The Victorids (Romansh: Zaccons) were a powerful family in Rhaetia during the seventh and eighth centuries, dominating the region politically and controlling the Diocese of Chur. The family is termed after the continued use of the name Victor.

Rhaetia was a part of the Frankish Empire from the sixth century at least. It was governed along Roman lines. The ecclesiastical province of Rhaetia was attached to the Archdiocese of Milan, but beginning c. 600 the influence of the Frankish church increased. In the province the secular and ecclesiastic powers were consolidated in the hands of one family, that of the Victorids, who had ties to the Merovingian dynasty in Gaul. The Victorids came to hold the offices of bishop and praeses (the highest judicial function, a Roman title).

The founder of the family was Zacco, who was granted military command of the region by the Frankish king and probably held the office of dux (duke).
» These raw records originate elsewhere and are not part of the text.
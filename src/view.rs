//! Bounds-checked windows over mapped memory
//!
//! A [`MemoryView`] is a pointer and a length borrowed from a region that
//! outlives it. Views are `Copy`; slicing produces another view over the same
//! bytes. All integer accessors use host byte order and tolerate unaligned
//! offsets, except the atomic accessors which require natural alignment.

use crate::atomic::{AtomicWide, AtomicWord};
use std::marker::PhantomData;
use std::ptr::NonNull;
use std::sync::atomic::{AtomicU32, AtomicU64};

/// Non-owning view of `len` bytes of shared memory
#[derive(Clone, Copy)]
pub struct MemoryView<'a> {
    ptr: NonNull<u8>,
    len: usize,
    _marker: PhantomData<&'a [u8]>,
}

// SAFETY: a view is a window into memory that other processes mutate anyway;
// concurrent access is coordinated by the session lock or by atomics.
unsafe impl Send for MemoryView<'_> {}
unsafe impl Sync for MemoryView<'_> {}

impl<'a> MemoryView<'a> {
    /// Build a view over raw memory
    ///
    /// # Safety
    /// `ptr` must be valid for reads and writes of `len` bytes for `'a`.
    pub unsafe fn from_raw_parts(ptr: NonNull<u8>, len: usize) -> Self {
        Self {
            ptr,
            len,
            _marker: PhantomData,
        }
    }

    #[inline(always)]
    pub fn len(&self) -> usize {
        self.len
    }

    #[inline(always)]
    pub fn is_empty(&self) -> bool {
        self.len == 0
    }

    #[inline(always)]
    pub fn as_ptr(&self) -> *mut u8 {
        self.ptr.as_ptr()
    }

    #[inline(always)]
    fn check(&self, offset: usize, len: usize) {
        assert!(
            offset.checked_add(len).is_some_and(|end| end <= self.len),
            "view access out of bounds: {}+{} > {}",
            offset,
            len,
            self.len
        );
    }

    /// Sub-view of `len` bytes starting at `offset`
    #[inline]
    pub fn slice(&self, offset: usize, len: usize) -> MemoryView<'a> {
        self.check(offset, len);
        // SAFETY: bounds checked above, same backing allocation
        unsafe {
            MemoryView::from_raw_parts(NonNull::new_unchecked(self.ptr.as_ptr().add(offset)), len)
        }
    }

    /// Sub-view from `offset` to the end
    #[inline]
    pub fn tail(&self, offset: usize) -> MemoryView<'a> {
        self.slice(offset, self.len - offset.min(self.len))
    }

    #[inline]
    pub fn read_u32(&self, offset: usize) -> u32 {
        self.check(offset, 4);
        unsafe { std::ptr::read_unaligned(self.ptr.as_ptr().add(offset).cast::<u32>()) }
    }

    #[inline]
    pub fn write_u32(&self, offset: usize, value: u32) {
        self.check(offset, 4);
        unsafe { std::ptr::write_unaligned(self.ptr.as_ptr().add(offset).cast::<u32>(), value) }
    }

    #[inline]
    pub fn read_i32(&self, offset: usize) -> i32 {
        self.read_u32(offset) as i32
    }

    #[inline]
    pub fn write_i32(&self, offset: usize, value: i32) {
        self.write_u32(offset, value as u32)
    }

    #[inline]
    pub fn read_u64(&self, offset: usize) -> u64 {
        self.check(offset, 8);
        unsafe { std::ptr::read_unaligned(self.ptr.as_ptr().add(offset).cast::<u64>()) }
    }

    #[inline]
    pub fn write_u64(&self, offset: usize, value: u64) {
        self.check(offset, 8);
        unsafe { std::ptr::write_unaligned(self.ptr.as_ptr().add(offset).cast::<u64>(), value) }
    }

    /// Copy `buf.len()` bytes out of the view
    #[inline]
    pub fn read_bytes(&self, offset: usize, buf: &mut [u8]) {
        self.check(offset, buf.len());
        unsafe {
            std::ptr::copy_nonoverlapping(self.ptr.as_ptr().add(offset), buf.as_mut_ptr(), buf.len());
        }
    }

    /// Copy `data` into the view
    #[inline]
    pub fn write_bytes(&self, offset: usize, data: &[u8]) {
        self.check(offset, data.len());
        unsafe {
            std::ptr::copy_nonoverlapping(data.as_ptr(), self.ptr.as_ptr().add(offset), data.len());
        }
    }

    /// Set every byte of the view to `byte`
    #[inline]
    pub fn fill(&self, byte: u8) {
        unsafe { std::ptr::write_bytes(self.ptr.as_ptr(), byte, self.len) }
    }

    pub fn to_vec(&self) -> Vec<u8> {
        let mut out = vec![0u8; self.len];
        self.read_bytes(0, &mut out);
        out
    }

    /// Atomic 32-bit word at `offset` (must be 4-byte aligned)
    #[inline]
    pub fn atomic_u32(&self, offset: usize) -> AtomicWord<'a> {
        self.check(offset, 4);
        let ptr = unsafe { self.ptr.as_ptr().add(offset) };
        assert!(ptr as usize % 4 == 0, "misaligned atomic u32 at offset {}", offset);
        // SAFETY: aligned, in bounds, lives as long as the view's region
        AtomicWord::new(unsafe { &*ptr.cast::<AtomicU32>() })
    }

    /// Atomic 64-bit word at `offset` (must be 8-byte aligned)
    #[inline]
    pub fn atomic_u64(&self, offset: usize) -> AtomicWide<'a> {
        self.check(offset, 8);
        let ptr = unsafe { self.ptr.as_ptr().add(offset) };
        assert!(ptr as usize % 8 == 0, "misaligned atomic u64 at offset {}", offset);
        AtomicWide::new(unsafe { &*ptr.cast::<AtomicU64>() })
    }
}

impl std::fmt::Debug for MemoryView<'_> {
    fn fmt(&self, f: &mut std::fmt::Formatter<'_>) -> std::fmt::Result {
        f.debug_struct("MemoryView")
            .field("ptr", &self.ptr)
            .field("len", &self.len)
            .finish()
    }
}

#[cfg(test)]
mod tests {
    use super::*;

    fn backing(words: usize) -> Vec<u64> {
        vec![0u64; words]
    }

    fn view_of(buf: &mut [u64]) -> MemoryView<'_> {
        let len = buf.len() * 8;
        unsafe { MemoryView::from_raw_parts(NonNull::new(buf.as_mut_ptr().cast()).unwrap(), len) }
    }

    #[test]
    fn test_integer_roundtrip_unaligned() {
        let mut buf = backing(8);
        let view = view_of(&mut buf);

        view.write_u32(1, 0xDEADBEEF);
        view.write_u64(13, 0x0102030405060708);
        view.write_i32(40, -5);

        assert_eq!(view.read_u32(1), 0xDEADBEEF);
        assert_eq!(view.read_u64(13), 0x0102030405060708);
        assert_eq!(view.read_i32(40), -5);
    }

    #[test]
    fn test_slices_share_memory() {
        let mut buf = backing(4);
        let view = view_of(&mut buf);
        let sub = view.slice(8, 16);

        sub.write_bytes(0, b"venom");
        let mut out = [0u8; 5];
        view.read_bytes(8, &mut out);
        assert_eq!(&out, b"venom");
        assert_eq!(view.tail(24).len(), 8);
    }

    #[test]
    #[should_panic(expected = "out of bounds")]
    fn test_out_of_bounds_panics() {
        let mut buf = backing(1);
        let view = view_of(&mut buf);
        view.read_u32(6);
    }

    #[test]
    fn test_atomics_alias_plain_accessors() {
        let mut buf = backing(2);
        let view = view_of(&mut buf);
        view.atomic_u32(4).store_release(77);
        assert_eq!(view.read_u32(4), 77);
        view.atomic_u64(8).store_release(1 << 40);
        assert_eq!(view.read_u64(8), 1 << 40);
    }
}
The first Victorid duke was Victor I, who moved away from the Archdiocese of Milan and towards the Frankish church. The Victorids were thus able to control the old Roman imperial fiscal lands, the ecclesiastic properties, and the military resources of the region. Under Zacco's successors the offices of duke and praeses were united and eventually the episcopal title was accepted as well.

The Victorids had their hand in the foundation of Pfäfers Abbey (Faveras) (c. 730) and the monks of Pfäfers probably contributed to the foundation of Müstair (Tuberis). The Victorid bishop was Tello (758-763), who began the construction of the cathedral which has an unusual crypt and was renovated in the Romanesque style. Under the Carolingians the power of the Victorids diminished and they were replaced. The last Victorid bishop was Victor III (died c. 836), who fought against the secular forces seeking to take back power and property from the diocese, but ultimately failed.

==Sources==
- Schmidhauser, John R. "The European Origins of Legal Imperialism and Its Legacy in Legal Education in Former Colonial Regions." International Political Science Review, Vol. 18, No. 3, Contrasting Political Institutions. Institutions politiques contrastées. (July 1997), pp 337-351.
- "Istorgia ecclesiastica dal Grischun." Lexicon istoric retic.